¡No me mires así! No quiero a este niño. ¡Llévatelo! Una desconocida me lanzó el portabebés a los brazos sin más. No entendía nada.
Con mi marido, Alejandro, siempre habíamos vivido en armonía. Casi nunca discutíamos. Yo me esforzaba por ser una buena esposa y ama de casa. Nos casamos siendo aún universitarios en Madrid. Luego llegaron los gemelos, Lucía y Marta, y con ellos, los pañales, las noches en vela y las risas. Cuando crecieron un poco, montamos una pequeña empresa juntos. Yo ayudaba cuando podía, pero entre los niños, la casa y mis experimentos culinarios, el tiempo volaba. ¡Ah, la cocina! Mi pasión. Alejandro esperaba cada fin de semana como si fuera Navidad, ansioso por probar mis nuevos platos. Las niñas, curiosas como solo ellas, siempre preguntaban: “Mamá, ¿qué has hecho hoy?”.
Con tanto trajín, nunca me paré a pensar en qué hacía Alejandro cuando no estaba en casa. Jamás se me ocurrió que ese hombre, mi marido, pudiera engañarme. Pero el último año fue duro: la empresa iba regular, recortamos gastos hasta en el café, y él empezó a viajar por toda España para cerrar contratos. Las niñas empezaron primaria, y yo me quedaba en casa con ellas.
Hasta que un día, al volver del trabajo, una mujer espectacular nos salió al paso en la puerta de casa. Bajamos del coche, y antes de que pudiera reaccionar, la desconocida me encajó el portabebés en los brazos.
¡No me mires con esa cara! No quiero a este niño si él no quiere estar conmigo. ¡Quédate con él! gritó, señalando a Alejandro como si fuera el villano de una telenovela.
Me quedé helada, sin entender nada.
¡Me prometiste que la dejarías! ¡Si no es así, no quiero al niño! Escupió esas palabras, dio media vuelta y se marchó con un taconeo digno de película.
Pasaron minutos hasta que reaccioné: tenía un bebé en brazos. No le pregunté nada a Alejandro; su mirada de culpabilidad lo decía todo. Subimos en silencio. Dentro del portabebés había un niño de apenas dos semanas.
Recogerás a las niñas del colegio y comprarás todo lo que te pida para el bebé le dije. Él asintió sin rechistar.

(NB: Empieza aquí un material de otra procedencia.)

impl AgentRuntime {
    /// Build a runtime with the driver selected by the config.
    pub fn new(config: RuntimeConfig) -> Result<Self> {
        let driver: Arc<dyn StepDriver> = match config.driver.kind {
            workcell_core::config::DriverKind::Simulated => Arc::new(SimulatedDriver::new()),
            workcell_core::config::DriverKind::Remote => {
                let endpoint = config.driver.endpoint.as_deref().ok_or_else(|| {
                    Error::Config("remote driver requires driver.endpoint".to_string())
                })?;
                Arc::new(RemoteDriver::new(
                    endpoint,
                    Duration::from_millis(config.driver.request_timeout_ms),
                ))
            }
        };
        Ok(Self::with_driver(config, driver))
    }

    /// Build a runtime around an injected driver (tests, embedders).
    pub fn with_driver(config: RuntimeConfig, driver: Arc<dyn StepDriver>) -> Self {
        let sessions = SessionStore::new();
        Self {
            config: Arc::new(config),
            executor: StepExecutor::new(sessions, driver),
            definitions: Arc::new(Mutex::new(Vec::new())),
            instances: Arc::new(Mutex::new(HashMap::new())),
            queues: Arc::new(Mutex::new(HashMap::new())),
            comms: CommsChannel::new(),
            workflows: Arc::new(Mutex::new(HashMap::new())),
        }
    }

    pub fn config(&self) -> &RuntimeConfig {
        &self.config
    }

    pub fn sessions(&self) -> &SessionStore {
        self.executor.sessions()
    }

    // ---- definitions ----

    /// Register an immutable agent definition. Duplicate ids are rejected.
    pub async fn register_agent(&self, definition: AgentDefinition) -> Result<()> {
        let mut definitions = self.definitions.lock().await;
        if definitions.iter().any(|d| d.id == definition.id) {
            return Err(Error::Config(format!(
                "agent definition '{}' already registered",
                definition.id
            )));
        }
        info!(definition = %definition.id, agent_type = ?definition.agent_type, "Registered agent definition");
        definitions.push(definition);
        Ok(())
    }

    pub async fn agent_definitions(&self) -> Vec<AgentDefinition> {
        self.definitions.lock().await.clone()
    }

    pub(crate) async fn definition(&self, id: &str) -> Option<AgentDefinition> {
        let definitions = self.definitions.lock().await;
        definitions.iter().find(|d| d.id == id).cloned()
    }

    pub(crate) async fn definition_by_type(
        &self,
        agent_type: workcell_core::AgentType,
    ) -> Option<AgentDefinition> {
        let definitions = self.definitions.lock().await;
        definitions
            .iter()
            .find(|d| d.agent_type == agent_type)
            .cloned()
    }

    // ---- instances ----

    /// Spawn a live instance from a definition. A session is attached only
    /// when the definition declares the browsing capability.
    pub async fn spawn_agent(&self, definition_id: &str, user_id: &str) -> Result<AgentInstance> {
        let definition = self
            .definition(definition_id)
            .await
            .ok_or_else(|| Error::NotFound(format!("agent definition '{}'", definition_id)))?;

        let mut instance = AgentInstance::new(definition_id, user_id);
        if definition.can_browse() {
            let viewport = Viewport {
                width: self.config.session.viewport_width,
                height: self.config.session.viewport_height,
            };
            instance.session_id = Some(self.sessions().open(&instance.id, viewport).await);
        }

        let concurrency = definition
            .limits
            .max_concurrent_tasks
            .unwrap_or(self.config.queue.concurrency);
        {
            let mut queues = self.queues.lock().await;
            queues.insert(instance.id.clone(), TaskQueue::new(concurrency));
        }

        instance.status = AgentStatus::Idle;
        info!(
            instance = %instance.id,
            definition = %definition_id,
            user = %user_id,
            session = instance.session_id.as_deref().unwrap_or("-"),
            "Spawned agent instance"
        );

        let mut instances = self.instances.lock().await;
        instances.insert(instance.id.clone(), instance.clone());
        Ok(instance)
    }

    /// Terminate an instance: mark it terminated, release its session, drop
    /// it from the registry. An in-flight step is not interrupted; the task
    /// loop notices the missing instance before the next step and fails the
    /// task as cancelled.
    pub async fn terminate_agent(&self, instance_id: &str) -> Result<()> {
        let instance = {
            let mut instances = self.instances.lock().await;
            let mut instance = instances
                .remove(instance_id)
                .ok_or_else(|| Error::NotFound(format!("agent instance '{}'", instance_id)))?;
            instance.status = AgentStatus::Terminated;
            instance
        };
        if let Some(session_id) = &instance.session_id {
            self.sessions().close(session_id).await;
        }
        {
            let mut queues = self.queues.lock().await;
            queues.remove(instance_id);
        }
        self.comms.remove_destination(instance_id).await;
        info!(instance = %instance_id, "Terminated agent instance");
        Ok(())
    }

    pub async fn get_agent(&self, instance_id: &str) -> Option<AgentInstance> {
        let instances = self.instances.lock().await;
        instances.get(instance_id).cloned()
    }

    pub async fn list_agents(&self, user_id: Option<&str>) -> Vec<AgentInstance> {
        let instances = self.instances.lock().await;
        let mut list: Vec<AgentInstance> = instances
            .values()
            .filter(|i| user_id.map_or(true, |u| i.user_id == u))
            .cloned()
            .collect();
        list.sort_by(|a, b| a.spawned_at.cmp(&b.spawned_at));
        list
    }

    /// Park an idle instance so it accepts no new tasks.
    pub async fn pause_agent(&self, instance_id: &str) -> Result<()> {
        self.flip_status(instance_id, AgentStatus::Idle, AgentStatus::Paused)
            .await
    }

    pub async fn resume_agent(&self, instance_id: &str) -> Result<()> {
        self.flip_status(instance_id, AgentStatus::Paused, AgentStatus::Idle)
            .await
    }

    async fn flip_status(
        &self,
        instance_id: &str,
        expected: AgentStatus,
        next: AgentStatus,
    ) -> Result<()> {
        let mut instances = self.instances.lock().await;
        let instance = instances
            .get_mut(instance_id)
            .ok_or_else(|| Error::NotFound(format!("agent instance '{}'", instance_id)))?;
        if instance.status != expected {
            return Err(Error::Other(format!(
                "instance '{}' is {}, expected {}",
                instance_id, instance.status, expected
            )));
        }
        instance.status = next;
        Ok(())
    }

    // ---- tasks ----

    /// Build a task from the spec's step template, enqueue it and kick the
    /// drain loop. Returns the constructed task; completion is observed via
    /// `get_agent` / `get_task` polling.
    pub async fn execute_task(&self, instance_id: &str, spec: TaskSpec) -> Result<AgentTask> {
        {
            let instances = self.instances.lock().await;
            let instance = instances
                .get(instance_id)
                .ok_or_else(|| Error::NotFound(format!("agent instance '{}'", instance_id)))?;
            if instance.status == AgentStatus::Paused {
                return Err(Error::Queue(format!(
                    "instance '{}' is paused",
                    instance_id
                )));
            }
        }

        let steps = steps_for(&spec);
        let task = AgentTask::new(instance_id, &spec.kind, spec.priority, steps);
        debug!(
            instance = %instance_id,
            task = %task.id,
            kind = %task.kind,
            steps = task.steps.len(),
            "Submitting task"
        );

        let queue = {
            let queues = self.queues.lock().await;
            queues
                .get(instance_id)
                .cloned()
                .ok_or_else(|| Error::Queue(format!("no queue for instance '{}'", instance_id)))?
        };
        queue.enqueue(task.clone()).await;

        let runner = Arc::new(InstanceRunner {
            runtime: self.clone(),
            instance_id: instance_id.to_string(),
        });
        tokio::spawn(async move {
            queue.process(runner).await;
        });

        Ok(task)
    }

    /// Observe a task wherever it currently lives: running, archived in
    /// history, or still queued.
    pub async fn get_task(&self, instance_id: &str, task_id: &str) -> Option<AgentTask> {
        {
            let instances = self.instances.lock().await;
            if let Some(instance) = instances.get(instance_id) {
                if let Some(current) = &instance.current_task {
                    if current.id == task_id {
                        return Some(current.clone());
                    }
                }
                if let Some(task) = instance.task_history.iter().find(|t| t.id == task_id) {
                    return Some(task.clone());
                }
            }
        }
        let queue = {
            let queues = self.queues.lock().await;
            queues.get(instance_id).cloned()
        }?;
        queue.find(task_id).await
    }

    // ---- messaging ----

    pub async fn send_message(
        &self,
        from: &str,
        to: &str,
        kind: MessageKind,
        payload: Value,
    ) -> AgentMessage {
        self.comms.send(from, to, kind, payload).await
    }

    pub async fn broadcast_message(
        &self,
        from: &str,
        to: &[String],
        payload: Value,
    ) -> Vec<AgentMessage> {
        self.comms.broadcast(from, to, payload).await
    }

    pub async fn handoff_task(&self, from: &str, to: &str, task: &TaskSpec) -> Result<AgentMessage> {
        self.comms.handoff(from, to, task).await
    }

    pub async fn get_messages(
        &self,
        agent_id: &str,
        unacknowledged_only: bool,
    ) -> Vec<AgentMessage> {
        self.comms.messages(agent_id, unacknowledged_only).await
    }

    pub async fn acknowledge_message(&self, message_id: &str, agent_id: &str) -> Result<()> {
        self.comms.acknowledge(message_id, agent_id).await
    }

    pub async fn subscribe_to_messages(&self, agent_id: &str, handler: MessageHandler) {
        self.comms.subscribe(agent_id, handler).await
    }

    pub(crate) async fn retry_limits(&self, instance: &AgentInstance) -> (u32, u64) {
        match self.definition(&instance.definition_id).await {
            Some(definition) => (
                definition
                    .limits
                    .retry_attempts
                    .unwrap_or(self.config.retry.attempts),
                definition
                    .limits
                    .retry_delay_ms
                    .unwrap_or(self.config.retry.delay_ms),
            ),
            None => (self.config.retry.attempts, self.config.retry.delay_ms),
        }
    }
}
//! Communication channel: per-destination mailboxes with an optional live
//! subscriber per destination.
//!
//! Everything funnels through one delivery primitive: append to the
//! destination's mailbox, then invoke its subscriber handler immediately
//! and synchronously if one is registered. Delivery is not guaranteed to a
//! handler that is registered after send; the message still sits in the
//! mailbox for polling.

use serde_json::{json, Value};
use std::collections::HashMap;
use std::sync::Arc;
use tokio::sync::Mutex;
use tracing::{debug, warn};
use workcell_core::{AgentMessage, Error, MessageKind, Result, TaskSpec};

pub type MessageHandler = Arc<dyn Fn(&AgentMessage) + Send + Sync>;

#[derive(Default)]
struct ChannelState {
    mailboxes: HashMap<String, Vec<AgentMessage>>,
    subscribers: HashMap<String, MessageHandler>,
}

#[derive(Clone, Default)]
pub struct CommsChannel {
    state: Arc<Mutex<ChannelState>>,
}

impl CommsChannel {
    pub fn new() -> Self {
        Self::default()
    }

    /// Point-to-point message.
    pub async fn send(
        &self,
        from: &str,
        to: &str,
        kind: MessageKind,
        payload: Value,
    ) -> AgentMessage {
        let message = AgentMessage::new(from, to, kind, payload);
        self.deliver(message.clone()).await;
        message
    }

    /// Fan the same payload out to a list of destinations.
    pub async fn broadcast(&self, from: &str, to: &[String], payload: Value) -> Vec<AgentMessage> {
        let mut sent = Vec::with_capacity(to.len());
        for destination in to {
            let message =
                AgentMessage::new(from, destination, MessageKind::Broadcast, payload.clone());
            self.deliver(message.clone()).await;
            sent.push(message);
        }
        sent
    }

    /// Hand a task off to another agent: a typed message whose payload
    /// carries the full task spec for the receiver to resubmit.
    pub async fn handoff(&self, from: &str, to: &str, task: &TaskSpec) -> Result<AgentMessage> {
        let payload = json!({
            "task": serde_json::to_value(task)?,
            "handedOffBy": from,
        });
        let message = AgentMessage::new(from, to, MessageKind::Handoff, payload);
        self.deliver(message.clone()).await;
        Ok(message)
    }

    /// Mailbox contents for one destination, optionally unacknowledged only.
    pub async fn messages(&self, agent_id: &str, unacknowledged_only: bool) -> Vec<AgentMessage> {
        let state = self.state.lock().await;
        state
            .mailboxes
            .get(agent_id)
            .map(|mailbox| {
                mailbox
                    .iter()
                    .filter(|m| !unacknowledged_only || !m.acknowledged)
                    .cloned()
                    .collect()
            })
            .unwrap_or_default()
    }

    /// Flip the acknowledged flag. No redelivery is triggered.
    pub async fn acknowledge(&self, message_id: &str, agent_id: &str) -> Result<()> {
        let mut state = self.state.lock().await;
        let mailbox = state
            .mailboxes
            .get_mut(agent_id)
            .ok_or_else(|| Error::Channel(format!("no mailbox for agent '{}'", agent_id)))?;
        let message = mailbox
            .iter_mut()
            .find(|m| m.id == message_id)
            .ok_or_else(|| Error::NotFound(format!("message '{}'", message_id)))?;
        message.acknowledged = true;
        Ok(())
    }

    /// Register the live handler for a destination, replacing any previous
    /// one. The handler runs synchronously inside delivery.
    pub async fn subscribe(&self, agent_id: &str, handler: MessageHandler) {
        let mut state = self.state.lock().await;
        if state
            .subscribers
            .insert(agent_id.to_string(), handler)
            .is_some()
        {
            warn!(agent = %agent_id, "Replacing existing message subscriber");
        }
    }

    pub async fn unsubscribe(&self, agent_id: &str) {
        let mut state = self.state.lock().await;
        state.subscribers.remove(agent_id);
    }

    /// Drop the mailbox and subscriber of a terminated agent.
    pub async fn remove_destination(&self, agent_id: &str) {
        let mut state = self.state.lock().await;
        state.mailboxes.remove(agent_id);
        state.subscribers.remove(agent_id);
    }

    async fn deliver(&self, message: AgentMessage) {
        let handler = {
            let mut state = self.state.lock().await;
            debug!(
                from = %message.from_agent_id,
                to = %message.to_agent_id,
                kind = ?message.kind,
                "Delivering message"
            );
            state
                .mailboxes
                .entry(message.to_agent_id.clone())
                .or_default()
                .push(message.clone());
            state.subscribers.get(&message.to_agent_id).cloned()
        };
        // Invoked outside the lock so a handler may call back into the
        // channel, but still synchronously within delivery.
        if let Some(handler) = handler {
            handler(&message);
        }
    }
}
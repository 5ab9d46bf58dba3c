use serde_json::json;
use workcell_core::{AgentType, TaskSpec, WorkflowSpec, WorkflowStep};

use super::{load_config, seeded_runtime};

/// Research-then-report workflow against whatever driver the config selects
/// (the simulated one by default).
pub async fn run(config_path: Option<&str>) -> anyhow::Result<()> {
    let config = load_config(config_path)?;
    let runtime = seeded_runtime(config).await?;

    let workflow = runtime
        .create_workflow(WorkflowSpec {
            name: "demo: scrape then summarize".to_string(),
            steps: vec![
                WorkflowStep {
                    id: "scrape".to_string(),
                    name: "Scrape the example page".to_string(),
                    agent_type: AgentType::Research,
                    task: TaskSpec::new("web_scrape").with_params(json!({
                        "url": "https://example.com",
                        "selector": "h1",
                    })),
                    on_success: Some("summarize".to_string()),
                    on_failure: None,
                },
                WorkflowStep {
                    id: "summarize".to_string(),
                    name: "Summarize what was found".to_string(),
                    agent_type: AgentType::Analyst,
                    task: TaskSpec::new("summarize").with_params(json!({
                        "instructions": "summarize the scraped page content",
                    })),
                    on_success: None,
                    on_failure: None,
                },
            ],
        })
        .await?;

    println!("Running workflow '{}' ({})", workflow.name, workflow.id);
    let run = runtime.execute_workflow(&workflow.id, "cli").await?;

    println!();
    for result in &run.steps {
        println!(
            "  {} {} (task {})",
            if result.success { "✓" } else { "✗" },
            result.step_id,
            result.task_id
        );
    }
    println!();
    println!("{}", serde_json::to_string_pretty(&run)?);
    Ok(())
}
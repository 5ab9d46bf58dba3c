pub mod config_cmd;
pub mod definitions;
pub mod demo;
pub mod task;

use std::path::Path;
use workcell_core::{AgentCapability, AgentDefinition, AgentType, RuntimeConfig};
use workcell_runtime::AgentRuntime;

/// Load the config from an explicit path or the default location.
pub fn load_config(path: Option<&str>) -> anyhow::Result<RuntimeConfig> {
    match path {
        Some(path) => Ok(RuntimeConfig::load(Path::new(path))?),
        None => Ok(RuntimeConfig::load_or_default()?),
    }
}

/// The definitions every CLI invocation starts from.
pub fn builtin_definitions() -> Vec<AgentDefinition> {
    vec![
        AgentDefinition::new("research", "Web researcher", AgentType::Research)
            .with_capability(AgentCapability::Browsing)
            .with_capability(AgentCapability::DataExtraction),
        AgentDefinition::new("automation", "Form automation", AgentType::Automation)
            .with_capability(AgentCapability::Browsing)
            .with_capability(AgentCapability::FormAutomation),
        AgentDefinition::new("analyst", "Data analyst", AgentType::Analyst)
            .with_capability(AgentCapability::ApiIntegration),
        AgentDefinition::new("builder", "Builder", AgentType::Builder)
            .with_capability(AgentCapability::FileManagement),
    ]
}

pub async fn seeded_runtime(config: RuntimeConfig) -> anyhow::Result<AgentRuntime> {
    let runtime = AgentRuntime::new(config)?;
    for definition in builtin_definitions() {
        runtime.register_agent(definition).await?;
    }
    Ok(runtime)
}
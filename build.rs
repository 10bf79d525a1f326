use std::{env, io::Result, path::Path};

fn main() -> Result<()> {
    // src/vector_tile.rs is committed; regenerate from the proto only when it is missing
    if Path::new("src/vector_tile.rs").exists() {
        return Ok(());
    }

    let prev_out_dir = env::var("OUT_DIR");
    unsafe {
        env::set_var("OUT_DIR", "src/");
    }
    prost_build::compile_protos(&["src/vector_tile.proto"], &["src"])?;
    if let Ok(prev) = prev_out_dir {
        unsafe {
            env::set_var("OUT_DIR", prev);
        }
    }
    Ok(())
}
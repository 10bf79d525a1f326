//! Typed attribute values and the per-layer intern dictionaries.

use foldhash::fast::RandomState;
use indexmap::IndexSet;

use crate::error::ParseError;
use crate::vector_tile::tile;

/// Comparable wrapper for the MVT attribute values.
///
/// One variant per wire type. Floats are held as native-endian bit patterns
/// so equality and hashing are structural; the variant tag participates in
/// equality, so the integer `1` and the boolean `true` intern separately.
#[derive(Debug, Clone, PartialEq, Eq, Hash)]
pub enum Value {
    String(String),
    Float([u8; 4]),
    Double([u8; 8]),
    Int(i64),
    Uint(u64),
    SInt(i64),
    Bool(bool),
}

impl Value {
    pub fn into_tile_value(self) -> tile::Value {
        use Value::*;
        match self {
            String(v) => tile::Value {
                string_value: Some(v),
                ..Default::default()
            },
            Float(v) => tile::Value {
                float_value: Some(f32::from_ne_bytes(v)),
                ..Default::default()
            },
            Double(v) => tile::Value {
                double_value: Some(f64::from_ne_bytes(v)),
                ..Default::default()
            },
            Int(v) => tile::Value {
                int_value: Some(v),
                ..Default::default()
            },
            Uint(v) => tile::Value {
                uint_value: Some(v),
                ..Default::default()
            },
            SInt(v) => tile::Value {
                sint_value: Some(v),
                ..Default::default()
            },
            Bool(v) => tile::Value {
                bool_value: Some(v),
                ..Default::default()
            },
        }
    }

    /// Reads whichever oneof field is present. A value with no field set is
    /// the null value, `None`.
    #[allow(clippy::manual_map)]
    pub fn from_tile_value(v: &tile::Value) -> Option<Self> {
        if let Some(s) = &v.string_value {
            Some(Value::String(s.clone()))
        } else if let Some(f) = v.float_value {
            Some(Value::Float(f.to_ne_bytes()))
        } else if let Some(d) = v.double_value {
            Some(Value::Double(d.to_ne_bytes()))
        } else if let Some(i) = v.int_value {
            Some(Value::Int(i))
        } else if let Some(u) = v.uint_value {
            Some(Value::Uint(u))
        } else if let Some(s) = v.sint_value {
            Some(Value::SInt(s))
        } else if let Some(b) = v.bool_value {
            Some(Value::Bool(b))
        } else {
            None
        }
    }
}

impl From<&str> for Value {
    fn from(v: &str) -> Self {
        Value::String(v.to_string())
    }
}
impl From<String> for Value {
    fn from(v: String) -> Self {
        Value::String(v)
    }
}
// Integers narrow to the zigzag-coded sint wire type; only a u64 past
// i64::MAX keeps the uint representation.
impl From<i64> for Value {
    fn from(v: i64) -> Self {
        Value::SInt(v)
    }
}
impl From<i32> for Value {
    fn from(v: i32) -> Self {
        Value::SInt(v as i64)
    }
}
impl From<u32> for Value {
    fn from(v: u32) -> Self {
        Value::SInt(v as i64)
    }
}
impl From<u64> for Value {
    fn from(v: u64) -> Self {
        match i64::try_from(v) {
            Ok(v) => Value::SInt(v),
            Err(_) => Value::Uint(v),
        }
    }
}
impl From<f32> for Value {
    fn from(v: f32) -> Self {
        Value::Float(v.to_ne_bytes())
    }
}
impl From<f64> for Value {
    fn from(v: f64) -> Self {
        Value::Double(v.to_ne_bytes())
    }
}
impl From<bool> for Value {
    fn from(v: bool) -> Self {
        Value::Bool(v)
    }
}

/// Per-layer intern dictionaries for attribute keys and values.
///
/// Ids are dense, 0-based, assigned on first insertion, and never change;
/// iteration preserves insertion order.
#[derive(Default)]
pub struct TagsEncoder {
    keys: IndexSet<String, RandomState>,
    values: IndexSet<Value, RandomState>,
    tags: Vec<u32>,
}

impl TagsEncoder {
    pub fn new() -> Self {
        Default::default()
    }

    /// Interns a key, returning its dense id.
    #[inline]
    pub fn key_id(&mut self, key: &str) -> u32 {
        let idx = match self.keys.get_index_of(key) {
            None => self.keys.insert_full(key.to_string()).0,
            Some(idx) => idx,
        };
        idx as u32
    }

    /// Interns a value, returning its dense id.
    #[inline]
    pub fn value_id(&mut self, value: Value) -> u32 {
        let idx = match self.values.get_index_of(&value) {
            None => self.values.insert_full(value).0,
            Some(idx) => idx,
        };
        idx as u32
    }

    /// Adds a key-value pair for the current feature.
    #[inline]
    pub fn add(&mut self, key: &str, value: impl Into<Value>) {
        let key_id = self.key_id(key);
        let value_id = self.value_id(value.into());
        self.tags.extend([key_id, value_id]);
    }

    /// Takes the key-value index buffer for the current feature.
    #[inline]
    pub fn take_tags(&mut self) -> Vec<u32> {
        std::mem::take(&mut self.tags)
    }

    /// Consumes the encoder and returns the keys and values for a layer.
    #[inline]
    pub fn into_keys_and_values(self) -> (Vec<String>, Vec<tile::Value>) {
        let keys = self.keys.into_iter().collect();
        let values = self
            .values
            .into_iter()
            .map(|v| v.into_tile_value())
            .collect();
        (keys, values)
    }
}

/// Bounds-checked tag resolution against a parsed layer's dictionaries.
pub struct TagsDecoder<'a> {
    keys: &'a [String],
    values: &'a [tile::Value],
}

impl<'a> TagsDecoder<'a> {
    /// Creates a new decoder with the layer's keys and values dictionaries.
    pub fn new(keys: &'a [String], values: &'a [tile::Value]) -> Self {
        Self { keys, values }
    }

    /// Resolves a feature's tag pairs into key-value entries.
    ///
    /// A wire value with no oneof field set resolves to `None`.
    pub fn decode(&self, tags: &[u32]) -> Result<Vec<(&'a str, Option<Value>)>, ParseError> {
        if !tags.len().is_multiple_of(2) {
            return Err(ParseError::OddTagCount(tags.len()));
        }

        let mut result = Vec::with_capacity(tags.len() / 2);
        for chunk in tags.chunks_exact(2) {
            let key = self
                .keys
                .get(chunk[0] as usize)
                .ok_or(ParseError::KeyIndexOutOfRange(chunk[0]))?;
            let value = self
                .values
                .get(chunk[1] as usize)
                .ok_or(ParseError::ValueIndexOutOfRange(chunk[1]))?;
            result.push((key.as_str(), Value::from_tile_value(value)));
        }
        Ok(result)
    }
}
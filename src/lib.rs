//! Encoder and decoder core for Mapbox Vector Tiles (MVT).
//!
//! The crate covers the MVT 2.1 geometry command stream (delta-coded,
//! zigzag-encoded MoveTo/LineTo/ClosePath runs), the per-layer attribute
//! dictionaries, and the tile-level protobuf assembly and parsing:
//!
//! - [`geometry::encode_geometry`] turns a [`geo_types::Geometry`] into a
//!   [`geometry::VectorGeometry`]; [`geometry::VectorGeometry::decode`] is
//!   the inverse.
//! - [`tile::TileBuilder`] assembles named layers of features into tile
//!   bytes; [`tile::decode`] parses tile bytes back into features, leaving
//!   each geometry encoded until the caller asks for it.
//!
//! Everything is synchronous and allocation-local: one builder per tile,
//! no shared state, uncompressed output bytes.

pub mod error;
pub mod geometry;
pub mod tag;
pub mod tile;
pub mod vector_tile;

pub use error::{DecodeError, EncodeError, ParseError};
pub use geometry::{GeometryEncoder, VectorGeometry, encode_geometry};
pub use tag::Value;
pub use tile::{AttrMap, Feature, NO_GROUP, TileBuilder, decode};
pub use vector_tile::tile::GeomType;

/// Integer tile units per tile side, written to every layer.
pub const EXTENT: u32 = 4096;

/// Side length of the tile-local floating-point frame; input coordinates
/// span `[0, TILE_SIZE]`.
pub const TILE_SIZE: u32 = 256;

/// Multiplier from tile-local floats to integer tile units.
pub const SCALE: f64 = (EXTENT / TILE_SIZE) as f64;
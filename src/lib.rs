pub mod adapters;
pub mod config;
pub mod core;
pub mod domain;
pub mod utils;

#[cfg(feature = "cli")]
pub use config::CliConfig;
pub use config::ProfileConfig;

pub use adapters::http::ReqwestTransport;
pub use core::descriptor::{credential_descriptor, credential_test_request, node_descriptor};
pub use core::dispatch::build_request;
pub use core::executor::NodeRunner;
pub use domain::model::{ApiRequest, Credential, Item, Operation, Parameters, Resource};
pub use domain::ports::{ParameterProvider, StaticParameters, Transport};
pub use utils::error::{ConnectorError, Result};
pub mod descriptor;
pub mod dispatch;
pub mod executor;
pub mod options;

pub use crate::domain::model::{ApiRequest, Credential, Item, Operation, Parameters, Resource};
pub use crate::domain::ports::{ParameterProvider, StaticParameters, Transport};
pub use crate::utils::error::Result;
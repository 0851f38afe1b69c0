use serde_json::Value;

use crate::core::dispatch::build_request;
use crate::domain::model::{Item, Operation, Resource, UploadPayload, UploadSpec};
use crate::domain::ports::{ParameterProvider, Transport};
use crate::utils::error::{ConnectorError, Result};

/// Runs one resource/operation selection over the host's item list.
///
/// Items are processed sequentially. A failure either becomes that item's
/// output (`continue_on_fail`) or aborts the whole batch; there is no retry.
pub struct NodeRunner<T, P> {
    resource: Resource,
    operation: Operation,
    transport: T,
    parameters: P,
    continue_on_fail: bool,
}

impl<T: Transport, P: ParameterProvider> NodeRunner<T, P> {
    pub fn new(resource: Resource, operation: Operation, transport: T, parameters: P) -> Self {
        Self {
            resource,
            operation,
            transport,
            parameters,
            continue_on_fail: false,
        }
    }

    pub fn continue_on_fail(mut self, enabled: bool) -> Self {
        self.continue_on_fail = enabled;
        self
    }

    pub async fn run(&self, items: &[Item]) -> Result<Vec<Item>> {
        let mut output = Vec::new();

        for (index, item) in items.iter().enumerate() {
            match self.run_item(index, item).await {
                Ok(mut produced) => output.append(&mut produced),
                Err(error) if self.continue_on_fail => {
                    tracing::warn!("Item {} failed: {}", index, error);
                    output.push(Item::error_output(error.to_string(), index));
                }
                Err(error) => return Err(error),
            }
        }

        tracing::info!(
            "{}:{} processed {} item(s) into {} output item(s)",
            self.resource,
            self.operation,
            items.len(),
            output.len()
        );
        Ok(output)
    }

    async fn run_item(&self, index: usize, item: &Item) -> Result<Vec<Item>> {
        let params = self.parameters.parameters(index)?;
        let request = build_request(self.resource, self.operation, &params)?;
        tracing::debug!(endpoint = %request.endpoint, item = index, "dispatching request");

        let response = match &request.upload {
            Some(spec) => {
                let payload = resolve_upload(item, spec)?;
                self.transport.upload(&request.endpoint, &payload).await?
            }
            None => {
                self.transport
                    .post_json(&request.endpoint, &request.body)
                    .await?
            }
        };

        Ok(fan_out(response, index))
    }
}

fn resolve_upload(item: &Item, spec: &UploadSpec) -> Result<UploadPayload> {
    let binary = item.binary.get(&spec.binary_property).ok_or_else(|| {
        ConnectorError::validation(
            "binaryPropertyName",
            format!(
                "input item has no binary property \"{}\"",
                spec.binary_property
            ),
        )
    })?;
    Ok(UploadPayload {
        token: spec.token.clone(),
        bytes: binary.decode()?,
        file_name: binary.file_name.clone(),
        mime_type: binary.mime_type.clone(),
    })
}

/// Array responses fan out into one output item per element, all paired to
/// the source item; anything else maps 1:1.
fn fan_out(response: Value, source_index: usize) -> Vec<Item> {
    match response {
        Value::Array(values) => values
            .into_iter()
            .map(|value| Item::new(value).paired_with(source_index))
            .collect(),
        other => vec![Item::new(other).paired_with(source_index)],
    }
}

Dieciocho años después, muchas amigas me criticaban: “¿Cómo crías al hijo de otra mujer teniendo ya dos hijas?”. Nunca pregunté por aquella mujer. Crié a Javier como a uno más. Las niñas adoraban a su hermano pequeño, y cuando creció, le contamos la verdad. Para mi sorpresa, lo aceptó con una calma pasmosa. Ni siquiera preguntó por su madre biológica.
Y yo era feliz. Tenía tres hijos maravillosos que nos querían. Alejandro y yo ya no éramos lo mismo, pero él intentaba compensarlo. El día del cumpleaños número 18 de Javier, organizamos una cena familiar. Las niñas, ahora casadas y viviendo por su cuenta, vendrían. Justo al sentarnos a la mesa, sonó el timbre. Algo me había inquietado todo el día, y no me equivoqué. Al abrir, vi a una mujer delgada, con un aire a aquella desconocida de hacía años.
Quiero ver a mi hijo dijo con voz fría.
Aquí no tiene ningún hijo respondimos Javier y yo al unísono.
Él cerró la puerta con decisión y nos llamó a la mesa. Yo tenía los ojos llenos de lágrimas. Era feliz. Porque, aunque no fuera mío, Javier era el mejor hijo que podía desear.